Task brief =
Exact reproduction of the following data is required.

Supplied records: Begin

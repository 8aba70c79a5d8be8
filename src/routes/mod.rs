// HTTP + WebSocket routes

mod http;
mod ws;

use axum::{
    Router,
    routing::{get, post},
};
use std::sync::Arc;
use std::sync::atomic::AtomicUsize;
use tokio::sync::{broadcast, mpsc, watch};
use tower_http::cors::{Any, CorsLayer};

use crate::config::AppConfig;
use crate::models::{MetricsSummary, PushMessage};
use crate::worker::InstallRequest;

#[derive(Clone)]
pub(crate) struct AppState {
    pub(crate) push_tx: broadcast::Sender<PushMessage>,
    pub(crate) summary_rx: watch::Receiver<MetricsSummary>,
    pub(crate) install_tx: mpsc::Sender<InstallRequest>,
    pub(crate) live_connections: Arc<AtomicUsize>,
    pub(crate) started_at: std::time::Instant,
    pub(crate) config: AppConfig,
}

pub fn app(
    push_tx: broadcast::Sender<PushMessage>,
    summary_rx: watch::Receiver<MetricsSummary>,
    install_tx: mpsc::Sender<InstallRequest>,
    live_connections: Arc<AtomicUsize>,
    config: AppConfig,
) -> Router {
    let state = AppState {
        push_tx,
        summary_rx,
        install_tx,
        live_connections,
        started_at: std::time::Instant::now(),
        config,
    };
    Router::new()
        .route("/", get(|| async { "thermocast metrics server" })) // GET /
        .route("/version", get(http::version_handler)) // GET /version
        .route("/summary", get(http::summary_handler)) // GET /summary
        .route("/install", post(http::install_handler)) // POST /install
        .route("/healthz", get(http::healthz_handler)) // GET /healthz
        .route("/livez", get(http::livez_handler)) // GET /livez
        .route("/live", get(ws::ws_live)) // WS /live
        .layer(CorsLayer::new().allow_origin(Any))
        .with_state(state)
}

Supplied records: End

Response =
repository 8aba70c79a5d8be8
filename src/routes/mod.rs
// HTTP + WebSocket routes

mod http;
mod ws;

use axum::{
    Router,
    routing::{get, post},
};
use std::sync::Arc;
use std::sync::atomic::AtomicUsize;
use tokio::sync::{broadcast, mpsc, watch};
use tower_http::cors::{Any, CorsLayer};

use crate::config::AppConfig;
use crate::models::{MetricsSummary, PushMessage};
use crate::worker::InstallRequest;

#[derive(Clone)]
pub(crate) struct AppState {
    pub(crate) push_tx: broadcast::Sender<PushMessage>,
    pub(crate) summary_rx: watch::Receiver<MetricsSummary>,
    pub(crate) install_tx: mpsc::Sender<InstallRequest>,
    pub(crate) live_connections: Arc<AtomicUsize>,
    pub(crate) started_at: std::time::Instant,
    pub(crate) config: AppConfig,
}

pub fn app(
    push_tx: broadcast::Sender<PushMessage>,
    summary_rx: watch::Receiver<MetricsSummary>,
    install_tx: mpsc::Sender<InstallRequest>,
    live_connections: Arc<AtomicUsize>,
    config: AppConfig,
) -> Router {
    let state = AppState {
        push_tx,
        summary_rx,
        install_tx,
        live_connections,
        started_at: std::time::Instant::now(),
        config,
    };
    Router::new()
        .route("/", get(|| async { "thermocast metrics server" })) // GET /
        .route("/version", get(http::version_handler)) // GET /version
        .route("/summary", get(http::summary_handler)) // GET /summary
        .route("/install", post(http::install_handler)) // POST /install
        .route("/healthz", get(http::healthz_handler)) // GET /healthz
        .route("/livez", get(http::livez_handler)) // GET /livez
        .route("/live", get(ws::ws_live)) // WS /live
        .layer(CorsLayer::new().allow_origin(Any))
        .with_state(state)
}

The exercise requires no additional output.